= WORK INSTRUCTION =
In the data below, give the number of lines that contain the word "table". Nothing else is needed.

═════ EXTRACTED DATA

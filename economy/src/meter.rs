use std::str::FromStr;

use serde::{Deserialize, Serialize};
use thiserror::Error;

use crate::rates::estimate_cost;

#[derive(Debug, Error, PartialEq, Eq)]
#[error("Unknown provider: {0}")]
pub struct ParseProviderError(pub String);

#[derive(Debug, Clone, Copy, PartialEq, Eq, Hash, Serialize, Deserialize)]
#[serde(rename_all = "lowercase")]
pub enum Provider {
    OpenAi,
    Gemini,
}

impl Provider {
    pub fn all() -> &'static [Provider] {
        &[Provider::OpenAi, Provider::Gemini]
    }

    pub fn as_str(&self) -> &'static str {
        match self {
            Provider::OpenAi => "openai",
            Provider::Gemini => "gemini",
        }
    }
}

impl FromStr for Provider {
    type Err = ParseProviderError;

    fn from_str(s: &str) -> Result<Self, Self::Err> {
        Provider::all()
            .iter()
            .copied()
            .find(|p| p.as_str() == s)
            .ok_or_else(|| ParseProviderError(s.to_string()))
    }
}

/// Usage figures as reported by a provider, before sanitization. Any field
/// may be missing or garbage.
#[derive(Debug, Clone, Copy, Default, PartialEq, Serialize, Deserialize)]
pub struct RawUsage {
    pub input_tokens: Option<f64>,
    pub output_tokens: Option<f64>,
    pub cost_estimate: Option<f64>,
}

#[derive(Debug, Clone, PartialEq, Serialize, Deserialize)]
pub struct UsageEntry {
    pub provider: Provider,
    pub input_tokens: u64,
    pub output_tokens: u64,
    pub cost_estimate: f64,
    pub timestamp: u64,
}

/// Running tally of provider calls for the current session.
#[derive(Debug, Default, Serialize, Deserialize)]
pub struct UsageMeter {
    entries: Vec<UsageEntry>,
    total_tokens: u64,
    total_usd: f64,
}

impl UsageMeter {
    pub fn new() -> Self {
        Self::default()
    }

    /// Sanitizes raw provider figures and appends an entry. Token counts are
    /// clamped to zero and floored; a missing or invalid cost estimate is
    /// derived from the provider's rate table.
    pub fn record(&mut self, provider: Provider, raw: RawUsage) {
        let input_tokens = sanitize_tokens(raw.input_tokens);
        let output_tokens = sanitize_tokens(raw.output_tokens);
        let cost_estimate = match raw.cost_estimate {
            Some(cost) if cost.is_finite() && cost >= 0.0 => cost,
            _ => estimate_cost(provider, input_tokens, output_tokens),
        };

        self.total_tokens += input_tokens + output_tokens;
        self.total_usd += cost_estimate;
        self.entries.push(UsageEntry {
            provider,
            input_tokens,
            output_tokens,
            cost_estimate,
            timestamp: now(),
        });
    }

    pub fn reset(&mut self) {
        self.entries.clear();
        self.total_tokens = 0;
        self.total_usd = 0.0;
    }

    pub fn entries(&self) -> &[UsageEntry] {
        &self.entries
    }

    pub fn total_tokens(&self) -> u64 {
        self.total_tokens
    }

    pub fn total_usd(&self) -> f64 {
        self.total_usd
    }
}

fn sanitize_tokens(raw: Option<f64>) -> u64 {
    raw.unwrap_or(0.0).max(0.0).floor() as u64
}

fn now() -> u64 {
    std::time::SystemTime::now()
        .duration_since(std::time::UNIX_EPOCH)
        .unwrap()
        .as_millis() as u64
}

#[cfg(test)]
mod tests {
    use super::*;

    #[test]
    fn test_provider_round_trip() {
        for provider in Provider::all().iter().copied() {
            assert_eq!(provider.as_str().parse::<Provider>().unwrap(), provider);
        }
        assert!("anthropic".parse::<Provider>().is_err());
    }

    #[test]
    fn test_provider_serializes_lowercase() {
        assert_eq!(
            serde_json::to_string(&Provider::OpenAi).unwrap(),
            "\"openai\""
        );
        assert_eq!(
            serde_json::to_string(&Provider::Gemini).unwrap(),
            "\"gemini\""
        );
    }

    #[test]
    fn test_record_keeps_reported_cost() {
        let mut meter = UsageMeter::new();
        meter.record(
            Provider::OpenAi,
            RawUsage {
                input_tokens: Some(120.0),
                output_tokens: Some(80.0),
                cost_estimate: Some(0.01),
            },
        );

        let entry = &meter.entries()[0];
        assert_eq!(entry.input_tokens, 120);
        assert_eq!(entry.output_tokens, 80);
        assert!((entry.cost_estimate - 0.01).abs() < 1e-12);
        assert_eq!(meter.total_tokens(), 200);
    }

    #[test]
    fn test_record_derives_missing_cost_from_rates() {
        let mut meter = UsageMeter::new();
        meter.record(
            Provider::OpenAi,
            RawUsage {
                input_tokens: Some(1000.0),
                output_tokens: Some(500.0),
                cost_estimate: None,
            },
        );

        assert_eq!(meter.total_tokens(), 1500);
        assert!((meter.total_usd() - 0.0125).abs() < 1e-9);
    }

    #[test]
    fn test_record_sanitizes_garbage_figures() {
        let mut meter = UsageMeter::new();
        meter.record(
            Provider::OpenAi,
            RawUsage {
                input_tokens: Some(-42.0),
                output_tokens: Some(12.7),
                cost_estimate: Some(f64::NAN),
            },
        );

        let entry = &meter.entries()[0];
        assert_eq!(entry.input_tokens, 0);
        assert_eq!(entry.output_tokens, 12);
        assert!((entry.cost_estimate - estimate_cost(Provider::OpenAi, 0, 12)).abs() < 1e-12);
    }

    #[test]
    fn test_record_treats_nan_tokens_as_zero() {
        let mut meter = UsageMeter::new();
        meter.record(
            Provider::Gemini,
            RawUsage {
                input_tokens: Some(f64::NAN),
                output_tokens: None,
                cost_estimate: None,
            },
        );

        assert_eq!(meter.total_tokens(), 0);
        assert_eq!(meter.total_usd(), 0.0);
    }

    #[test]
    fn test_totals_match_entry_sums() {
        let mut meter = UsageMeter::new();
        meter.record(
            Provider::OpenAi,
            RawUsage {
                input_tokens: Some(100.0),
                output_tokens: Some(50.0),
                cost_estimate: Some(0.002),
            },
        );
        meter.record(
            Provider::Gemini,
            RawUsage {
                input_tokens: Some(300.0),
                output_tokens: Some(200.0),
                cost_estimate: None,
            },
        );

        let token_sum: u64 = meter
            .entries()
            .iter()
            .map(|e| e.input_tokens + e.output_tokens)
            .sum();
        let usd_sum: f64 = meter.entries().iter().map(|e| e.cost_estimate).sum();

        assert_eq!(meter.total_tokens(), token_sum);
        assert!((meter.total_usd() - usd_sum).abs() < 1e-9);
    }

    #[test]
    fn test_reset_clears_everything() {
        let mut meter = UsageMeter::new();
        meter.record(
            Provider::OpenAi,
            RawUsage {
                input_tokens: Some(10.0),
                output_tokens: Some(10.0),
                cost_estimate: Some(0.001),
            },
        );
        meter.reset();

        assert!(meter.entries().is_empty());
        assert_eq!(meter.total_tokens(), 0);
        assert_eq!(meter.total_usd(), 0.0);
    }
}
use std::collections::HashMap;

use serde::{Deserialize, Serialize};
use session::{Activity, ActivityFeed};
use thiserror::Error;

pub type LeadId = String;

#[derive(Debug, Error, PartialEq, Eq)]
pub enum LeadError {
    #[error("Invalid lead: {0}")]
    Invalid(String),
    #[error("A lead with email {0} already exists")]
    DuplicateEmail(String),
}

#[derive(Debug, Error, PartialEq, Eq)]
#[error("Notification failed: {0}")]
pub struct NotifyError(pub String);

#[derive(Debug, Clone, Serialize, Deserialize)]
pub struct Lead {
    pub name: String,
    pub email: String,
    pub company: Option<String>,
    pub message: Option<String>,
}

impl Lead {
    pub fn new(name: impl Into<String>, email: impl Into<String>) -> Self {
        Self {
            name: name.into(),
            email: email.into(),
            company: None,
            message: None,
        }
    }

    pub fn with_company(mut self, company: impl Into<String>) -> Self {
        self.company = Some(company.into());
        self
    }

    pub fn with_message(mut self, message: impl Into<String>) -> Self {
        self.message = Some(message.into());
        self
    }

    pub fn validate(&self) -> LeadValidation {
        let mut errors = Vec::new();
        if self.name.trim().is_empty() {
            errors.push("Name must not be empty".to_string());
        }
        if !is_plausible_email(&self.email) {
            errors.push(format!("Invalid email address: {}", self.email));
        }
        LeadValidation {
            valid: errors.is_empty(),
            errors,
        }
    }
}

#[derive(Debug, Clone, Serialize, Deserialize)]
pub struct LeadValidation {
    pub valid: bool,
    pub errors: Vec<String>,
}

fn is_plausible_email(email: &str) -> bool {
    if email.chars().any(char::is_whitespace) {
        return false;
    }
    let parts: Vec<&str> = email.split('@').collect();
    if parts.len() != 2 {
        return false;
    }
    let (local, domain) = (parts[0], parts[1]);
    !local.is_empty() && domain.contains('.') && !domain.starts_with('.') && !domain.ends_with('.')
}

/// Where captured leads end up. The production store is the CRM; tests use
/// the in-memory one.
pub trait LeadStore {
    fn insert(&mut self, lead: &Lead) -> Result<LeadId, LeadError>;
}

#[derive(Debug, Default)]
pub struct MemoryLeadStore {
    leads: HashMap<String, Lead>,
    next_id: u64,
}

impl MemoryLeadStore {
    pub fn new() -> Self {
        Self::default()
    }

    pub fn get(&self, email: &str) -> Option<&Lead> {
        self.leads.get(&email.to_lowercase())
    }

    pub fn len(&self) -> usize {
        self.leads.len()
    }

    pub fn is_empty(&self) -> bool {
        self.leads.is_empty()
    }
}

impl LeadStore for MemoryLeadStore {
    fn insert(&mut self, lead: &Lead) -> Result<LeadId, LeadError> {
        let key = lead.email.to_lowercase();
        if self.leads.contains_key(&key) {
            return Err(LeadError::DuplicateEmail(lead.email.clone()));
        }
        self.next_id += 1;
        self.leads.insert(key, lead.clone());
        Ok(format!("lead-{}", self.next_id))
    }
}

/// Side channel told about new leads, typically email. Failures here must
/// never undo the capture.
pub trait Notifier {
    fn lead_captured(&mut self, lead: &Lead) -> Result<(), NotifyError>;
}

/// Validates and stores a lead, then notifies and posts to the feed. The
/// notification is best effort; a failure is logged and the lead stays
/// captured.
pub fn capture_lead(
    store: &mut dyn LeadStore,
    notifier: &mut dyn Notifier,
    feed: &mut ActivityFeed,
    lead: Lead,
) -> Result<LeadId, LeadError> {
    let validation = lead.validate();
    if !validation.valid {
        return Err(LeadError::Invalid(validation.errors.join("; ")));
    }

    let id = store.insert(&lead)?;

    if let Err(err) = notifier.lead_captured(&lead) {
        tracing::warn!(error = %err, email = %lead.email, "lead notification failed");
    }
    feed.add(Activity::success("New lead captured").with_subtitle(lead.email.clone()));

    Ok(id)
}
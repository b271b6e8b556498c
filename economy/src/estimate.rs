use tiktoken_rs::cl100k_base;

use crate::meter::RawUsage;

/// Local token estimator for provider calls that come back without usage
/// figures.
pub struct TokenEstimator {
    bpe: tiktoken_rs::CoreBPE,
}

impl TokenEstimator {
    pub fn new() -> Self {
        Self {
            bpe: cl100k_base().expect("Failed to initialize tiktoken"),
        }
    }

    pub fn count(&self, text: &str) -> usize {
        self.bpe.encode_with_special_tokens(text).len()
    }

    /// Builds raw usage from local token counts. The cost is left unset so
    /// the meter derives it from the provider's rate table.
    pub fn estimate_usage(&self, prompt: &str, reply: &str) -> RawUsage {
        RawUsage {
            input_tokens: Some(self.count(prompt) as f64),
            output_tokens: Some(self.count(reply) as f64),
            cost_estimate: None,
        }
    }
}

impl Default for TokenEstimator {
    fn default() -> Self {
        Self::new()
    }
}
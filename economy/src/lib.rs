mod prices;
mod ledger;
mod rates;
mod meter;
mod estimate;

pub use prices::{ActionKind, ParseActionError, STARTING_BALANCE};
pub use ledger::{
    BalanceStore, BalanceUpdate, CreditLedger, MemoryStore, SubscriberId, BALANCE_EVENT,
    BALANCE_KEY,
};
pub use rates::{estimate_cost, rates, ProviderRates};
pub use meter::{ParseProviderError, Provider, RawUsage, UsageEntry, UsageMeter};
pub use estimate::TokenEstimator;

══════════

= COMPLETED EXERCISE =
2